10 The offender now says, and I have no hesitation in accepting, that he wishes to rehabilitate himself, that he wishes to get off drugs and that he wishes to put his old ways behind him. He has been accepted into a residential rehabilitation programme. Clearly he will not be able to attend that programme in the near future because of the need to impose a sentence upon the offender which properly reflects the objective gravity of his most serious drug-dealing conduct. But I consider that a residential rehabilitation programme such as the one to which the offender has been accepted, that is at Glebe House, the twelve week programme there, will benefit him considerably.
11 Accordingly I will make a finding in his favour of special circumstances. It will be a condition of his release to parole that he is only released to a residential rehabilitation programme, that is a form of quasi custody. And so I have taken that into account in deciding the appropriate ratio between non parole period and head sentence.
12 It is a matter of aggravation that the offender was on a bond at the time he committed this offence. In fact that bond was also imposed for a drug offence. I also have to bear in mind that the offender is asking me to take into account three matters on a Form 1 and there will be an appropriate adjustment to the sentence I would have otherwise have imposed upon him to reflect those offences. In particular it is necessary to reflect his further misconduct in 2007 where he once again supplied a most dangerous drug, namely methylamphetamine.

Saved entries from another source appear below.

//! Repository trait for record stores.
//!
//! The domain layer defines the trait; the infrastructure layer provides the
//! file-backed implementation (dependency inversion).

use indexmap::IndexMap;
use std::{io, path::PathBuf};
use thiserror::Error;

use super::{error::RecordError, record::Record};

/// Errors raised by a record repository
#[derive(Debug, Error)]
pub enum RepositoryError {
    /// The store file could not be read
    #[error("Failed to read {}: {source}", path.display())]
    Read {
        path: PathBuf,
        #[source]
        source: io::Error,
    },

    /// The store file is not valid JSON
    #[error("Invalid JSON format in {}: {source}", path.display())]
    MalformedJson {
        path: PathBuf,
        #[source]
        source: serde_json::Error,
    },

    /// The top-level JSON value is not an object keyed by id
    #[error(
        "Invalid JSON format in {}: expected an object keyed by record id",
        path.display()
    )]
    NotAnObject { path: PathBuf },

    /// A stored record failed validation
    #[error("Invalid record '{id}' in {}: {source}", path.display())]
    InvalidRecord {
        path: PathBuf,
        id: String,
        #[source]
        source: RecordError,
    },

    /// The records could not be encoded
    #[error("Failed to encode records: {0}")]
    Encode(#[from] serde_json::Error),

    /// The store file could not be written
    #[error("Failed to write {}: {source}", path.display())]
    Write {
        path: PathBuf,
        #[source]
        source: io::Error,
    },
}

/// Whole-collection access to one record store.
///
/// Every mutation is a full `load` followed by a full `save`; there is no
/// partial write and no locking.
#[cfg_attr(test, mockall::automock)]
pub trait RecordRepository<R: Record> {
    /// Load every record, keyed by id, in file order.
    fn load(&self) -> Result<IndexMap<String, R>, RepositoryError>;

    /// Replace the stored collection with `records`.
    fn save(&self, records: &IndexMap<String, R>) -> Result<(), RepositoryError>;
}
//! UseCase 層のエラー定義

use thiserror::Error;

use crate::domain::{RecordKind, RepositoryError};

/// レコード操作（作成・削除・表示・更新）のエラー
#[derive(Debug, Error)]
pub enum RecordUseCaseError {
    /// 同じ ID のレコードが既に存在する
    #[error("{kind} with ID {id} already exists.")]
    AlreadyExists { kind: RecordKind, id: String },

    /// 指定した ID のレコードが存在しない
    #[error("{kind} with ID {id} does not exist.")]
    NotFound { kind: RecordKind, id: String },

    /// ストアファイルの読み書きに失敗した
    #[error(transparent)]
    Repository(#[from] RepositoryError),
}

/// 部屋の予約・キャンセル確認のエラー
#[derive(Debug, Error)]
pub enum RoomBookingError {
    /// ホテルが存在しない
    #[error("Hotel with ID {0} does not exist.")]
    HotelNotFound(String),

    /// 部屋がホテルに存在しない
    #[error("Room number {room_number} does not exist in hotel {hotel_id}.")]
    RoomNotFound {
        hotel_id: String,
        room_number: String,
    },

    /// ストアファイルの読み込みに失敗した
    #[error(transparent)]
    Repository(#[from] RepositoryError),
}
//! Text and JSON file tools: sales totals, descriptive statistics, number
//! base conversion and word frequencies.

pub mod convert;
pub mod error;
pub mod input;
pub mod report;
pub mod sales;
pub mod statistics;
pub mod word_count;

pub use error::ToolError;
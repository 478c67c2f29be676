//! Logger setup shared by every flatfile binary.

use tracing_subscriber::{EnvFilter, fmt};

/// Initialize the global tracing subscriber.
///
/// `RUST_LOG` takes precedence over `default_level`. Logs are written to stderr
/// so that stdout only carries the tool's results.
///
/// Calling this more than once is harmless: later calls are ignored.
pub fn setup_logger(app_name: &str, default_level: &str) {
    let filter =
        EnvFilter::try_from_default_env().unwrap_or_else(|_| EnvFilter::new(default_level));

    let initialized = fmt()
        .with_env_filter(filter)
        .with_target(false)
        .with_writer(std::io::stderr)
        .try_init()
        .is_ok();

    if initialized {
        tracing::debug!("{} logger initialized", app_name);
    }
}
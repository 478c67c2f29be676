//! JSON-backed hotel, customer and reservation record store.
//!
//! Each store is a single JSON file mapping record id to record fields. Every
//! operation loads the whole file, mutates it in memory and writes it back.

pub mod config;
pub mod domain;
pub mod infrastructure;
pub mod ui;
pub mod usecase;

// Re-export entry points
pub use config::StorePaths;
pub use ui::{Cli, run};
//! UseCase 層
//!
//! ビジネスロジックを実装するレイヤー。
//! UI 層から呼び出され、Domain 層を操作します。
//! 作成・削除・表示・更新はレコード種別に依存しないため、`Record` に対してジェネリックです。

pub mod book_room;
pub mod create_record;
pub mod delete_record;
pub mod error;
pub mod find_record;
pub mod update_record;

pub use book_room::RoomBookingUseCase;
pub use create_record::CreateRecordUseCase;
pub use delete_record::DeleteRecordUseCase;
pub use error::{RecordUseCaseError, RoomBookingError};
pub use find_record::FindRecordUseCase;
pub use update_record::UpdateRecordUseCase;
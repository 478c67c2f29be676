//! Store file locations.

use std::path::PathBuf;

/// Default hotels store file
pub const DEFAULT_HOTELS_FILE: &str = "hotels.json";

/// Default customers store file
pub const DEFAULT_CUSTOMERS_FILE: &str = "customers.json";

/// Default reservations store file
pub const DEFAULT_RESERVATIONS_FILE: &str = "reservations.json";

/// Paths of the three store files, passed explicitly to every operation.
#[derive(Debug, Clone, PartialEq, Eq)]
pub struct StorePaths {
    pub hotels: PathBuf,
    pub customers: PathBuf,
    pub reservations: PathBuf,
}

impl StorePaths {
    /// All three stores under `dir`, using the default file names.
    pub fn in_dir(dir: impl Into<PathBuf>) -> Self {
        let dir = dir.into();
        Self {
            hotels: dir.join(DEFAULT_HOTELS_FILE),
            customers: dir.join(DEFAULT_CUSTOMERS_FILE),
            reservations: dir.join(DEFAULT_RESERVATIONS_FILE),
        }
    }
}

impl Default for StorePaths {
    fn default() -> Self {
        Self {
            hotels: PathBuf::from(DEFAULT_HOTELS_FILE),
            customers: PathBuf::from(DEFAULT_CUSTOMERS_FILE),
            reservations: PathBuf::from(DEFAULT_RESERVATIONS_FILE),
        }
    }
}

13 The offender pleaded guilty today as I mentioned at the outset of these remarks on sentence, and accordingly consideration has to be given to whether, there is a discount on the basis of utilitarian benefit for the plea of guilty and if so, how much that should be. It is not an absolute rule that a plea of guilty must always result in a discount for a utilitarian benefit. In this case I consider that the offender’s history of entering pleas of guilty and then withdrawing them repeatedly, and then ultimately absconding is such that there should be no discount given for his plea of guilty. That is not to say there is not a utilitarian benefit in avoiding the need to conduct a jury trial, but it is to say that it is not a universal rule that a discount on such a basis should be given to a plea of guilty and I do not consider it is appropriate to give such a discount in the present circumstances.
14 The offender impresses me, from the short time that I saw him in the witness box, as a genuine man who is committed to the idea of him putting his drug addiction behind him. I am satisfied that he has a genuine desire to rehabilitate himself but it must be recognised that the road ahead is not going to be a smooth one. He will need some assistance and that is part of the reason that I have decided to find special circumstances. Ultimately, however, I am constrained by one important factor and that is that the non-parole period to be imposed for his drug supply offence has to reflect the objective gravity of his misconduct. That is the case even in a case such as this where there has been a delay between offence and sentence. Although in an appropriate case the authorities speak of an undue level of leniency being offered to an offender, I do not consider that this is a case where undue leniency is appropriate. The sentence I am going to announce is the most lenient I consider appropriate in view of the objective gravity of the offender’s conduct. Because this offence was committed before 1 February 2003, I should announce the head sentence first, followed by the non parole period.
15 The offender is sentenced to imprisonment. Taking into account the matters on the Form 1, I impose a sentence of imprisonment of three years to date from 26 April 2007. I set a non parole period of eighteen months also to date from 26 April 2007. It will expire on 25 October 2008. On that date the offender is to be released to parole but it is a condition of his release to parole that he enter a residential rehabilitation programme, preferably the twelve week programme at Glebe House.